Mesangial cells (MCs), which are vascular smooth muscle-derived cells, occupy the central position in the glomerulus. Diabetic nephropathy (DN) is one of the most common diabetes complications and is likely attributed to the loss of MC contractility. Myocardin stimulates downstream vascular smooth muscle genes and regulates the contractility of vascular smooth muscle cells. Therefore, we hypothesized that myocardin is expressed in MCs and that high glucose is involved in the regulation of myocardin and downstream contractile genes in the context of DN. Confocal microscopy revealed that myocardin is expressed in rat MCs. Western blot and RT-qPCR analyses showed that treatment with 30 mM D-glucose significantly downregulated the mRNA and protein levels of myocardin and downstream SM α-actin.

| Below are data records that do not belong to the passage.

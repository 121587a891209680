//! Daily statistics summary.
//!
//! Reads counters back from the metrics registry and logs what happened since
//! the previous summary:
//! - cycles completed and failed
//! - actions by trade type
//! - sleep distribution (mean, P50, P95)
//! - cumulative realized pnl

use std::collections::HashMap;

use chrono::{DateTime, Utc};
use prometheus::core::Collector;
use serde::Serialize;
use tracing::info;

use bandbot_core::TradeType;

use crate::metrics::{
    ACTIONS_TOTAL, CYCLES_TOTAL, CYCLE_FAILURES_TOTAL, REALIZED_PNL, SLEEP_SECONDS,
};

const ACTION_TYPES: [TradeType; 5] = [
    TradeType::OpenLong,
    TradeType::OpenShort,
    TradeType::TakeProfitLong,
    TradeType::TakeProfitShort,
    TradeType::StopLoss,
];

/// Statistics for one instrument over one reporting period.
#[derive(Debug, Clone, Default, PartialEq, Serialize)]
pub struct InstrumentDailyStats {
    pub instrument: String,
    pub cycles: u64,
    pub failures: u64,
    /// Keyed by trade type label.
    pub actions: HashMap<String, u64>,
    pub sleep_mean_secs: f64,
    pub sleep_p50_secs: f64,
    pub sleep_p95_secs: f64,
    pub cumulative_profit: f64,
    pub cumulative_loss: f64,
}

/// Raw cumulative totals, used as the baseline for the next period.
#[derive(Debug, Clone, Default)]
struct Totals {
    cycles: u64,
    failures: u64,
    actions: HashMap<String, u64>,
}

/// Daily statistics reporter.
pub struct DailyStatsReporter {
    instruments: Vec<String>,
    start_time: DateTime<Utc>,
    baseline: HashMap<String, Totals>,
}

impl DailyStatsReporter {
    pub fn new(instruments: Vec<String>) -> Self {
        Self {
            instruments,
            start_time: Utc::now(),
            baseline: HashMap::new(),
        }
    }

    fn totals(instrument: &str) -> Totals {
        let failures = ["transient", "fatal"]
            .iter()
            .map(|kind| {
                CYCLE_FAILURES_TOTAL
                    .with_label_values(&[instrument, kind])
                    .get() as u64
            })
            .sum();
        let actions = ACTION_TYPES
            .iter()
            .map(|t| {
                let count = ACTIONS_TOTAL
                    .with_label_values(&[instrument, t.as_str()])
                    .get() as u64;
                (t.as_str().to_string(), count)
            })
            .collect();
        Totals {
            cycles: CYCLES_TOTAL.with_label_values(&[instrument]).get() as u64,
            failures,
            actions,
        }
    }

    /// Statistics since the last [`Self::output_daily_summary`] (or start).
    pub fn get_stats(&self) -> Vec<InstrumentDailyStats> {
        self.instruments
            .iter()
            .map(|instrument| self.instrument_stats(instrument))
            .collect()
    }

    fn instrument_stats(&self, instrument: &str) -> InstrumentDailyStats {
        let now = Self::totals(instrument);
        let base = self.baseline.get(instrument).cloned().unwrap_or_default();
        let actions = now
            .actions
            .iter()
            .map(|(k, v)| {
                let before = base.actions.get(k).copied().unwrap_or(0);
                (k.clone(), v.saturating_sub(before))
            })
            .collect();

        let (sleep_mean_secs, sleep_p50_secs, sleep_p95_secs) = sleep_summary(instrument);

        InstrumentDailyStats {
            instrument: instrument.to_string(),
            cycles: now.cycles.saturating_sub(base.cycles),
            failures: now.failures.saturating_sub(base.failures),
            actions,
            sleep_mean_secs,
            sleep_p50_secs,
            sleep_p95_secs,
            cumulative_profit: REALIZED_PNL
                .with_label_values(&[instrument, "profit"])
                .get(),
            cumulative_loss: REALIZED_PNL.with_label_values(&[instrument, "loss"]).get(),
        }
    }

    /// Log the summary and start a new period.
    pub fn output_daily_summary(&mut self) {
        let stats = self.get_stats();
        let duration = Utc::now() - self.start_time;

        info!("========== Daily Statistics Summary ==========");
        info!(
            "Period: {} ({} hours {} minutes)",
            self.start_time.format("%Y-%m-%d %H:%M:%S UTC"),
            duration.num_hours(),
            duration.num_minutes() % 60
        );

        for s in &stats {
            info!("--- {} ---", s.instrument);
            info!("  Cycles: {} (failed: {})", s.cycles, s.failures);
            for t in ACTION_TYPES {
                info!(
                    "  {}: {}",
                    t.as_str(),
                    s.actions.get(t.as_str()).copied().unwrap_or(0)
                );
            }
            info!(
                "  Sleep (s): mean={:.1}, P50={:.1}, P95={:.1}",
                s.sleep_mean_secs, s.sleep_p50_secs, s.sleep_p95_secs
            );
            info!(
                "  Realized pnl: profit={:.4}, loss={:.4}",
                s.cumulative_profit, s.cumulative_loss
            );
        }

        info!("==============================================");

        self.baseline = self
            .instruments
            .iter()
            .map(|i| (i.clone(), Self::totals(i)))
            .collect();
        self.start_time = Utc::now();
    }
}

/// Mean, P50 and P95 of the sleep histogram over the process lifetime.
fn sleep_summary(instrument: &str) -> (f64, f64, f64) {
    for mf in SLEEP_SECONDS.collect() {
        for m in mf.get_metric() {
            let matches = m
                .get_label()
                .iter()
                .any(|pair| pair.get_name() == "instrument" && pair.get_value() == instrument);
            if !matches {
                continue;
            }

            let h = m.get_histogram();
            let count = h.get_sample_count();
            if count == 0 {
                return (0.0, 0.0, 0.0);
            }
            let buckets = h.get_bucket();
            return (
                h.get_sample_sum() / count as f64,
                percentile_from_buckets(buckets, count, 0.50),
                percentile_from_buckets(buckets, count, 0.95),
            );
        }
    }
    (0.0, 0.0, 0.0)
}

/// Linear interpolation inside the bucket holding the target rank.
fn percentile_from_buckets(
    buckets: &[prometheus::proto::Bucket],
    total_count: u64,
    percentile: f64,
) -> f64 {
    let target = (total_count as f64 * percentile).ceil() as u64;
    let mut prev_bound = 0.0;
    let mut prev_count = 0u64;

    for bucket in buckets {
        let upper_bound = bucket.get_upper_bound();
        let cumulative_count = bucket.get_cumulative_count();

        if cumulative_count >= target {
            let bucket_count = cumulative_count - prev_count;
            if bucket_count == 0 {
                return upper_bound;
            }
            let position = (target - prev_count) as f64 / bucket_count as f64;
            return prev_bound + position * (upper_bound - prev_bound);
        }

        prev_bound = upper_bound;
        prev_count = cumulative_count;
    }

    buckets.last().map(|b| b.get_upper_bound()).unwrap_or(0.0)
}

As an isotonic contrast, 30 mM mannitol did not affect myocardin mRNA levels but did downregulate myocardin protein levels. Treatment with 30 mM mannitol also downregulated SM α-actin mRNA and protein levels. Conversely, as another isotonic contrast, 30 mM L-glucose also had no effect on myocardin and SM α-actin expression in MCs. The extracellular signal-regulated kinase (ERK) pathway was activated by treatment with 30 mM D-glucose or mannitol, while specific inhibitors of the ERK pathway (PD98059) compromised the downregulation of myocardin and SM α-actin triggered by high glucose or mannitol. Thus we revealed that myocardin is expressed in MCs and that high glucose downregulates myocardin expression and downstream contractile protein SM α-actin via the ERK pathway. Our results suggest a novel mechanism for high glucose inhibition of MC contraction, which contributes to DN pathogenesis.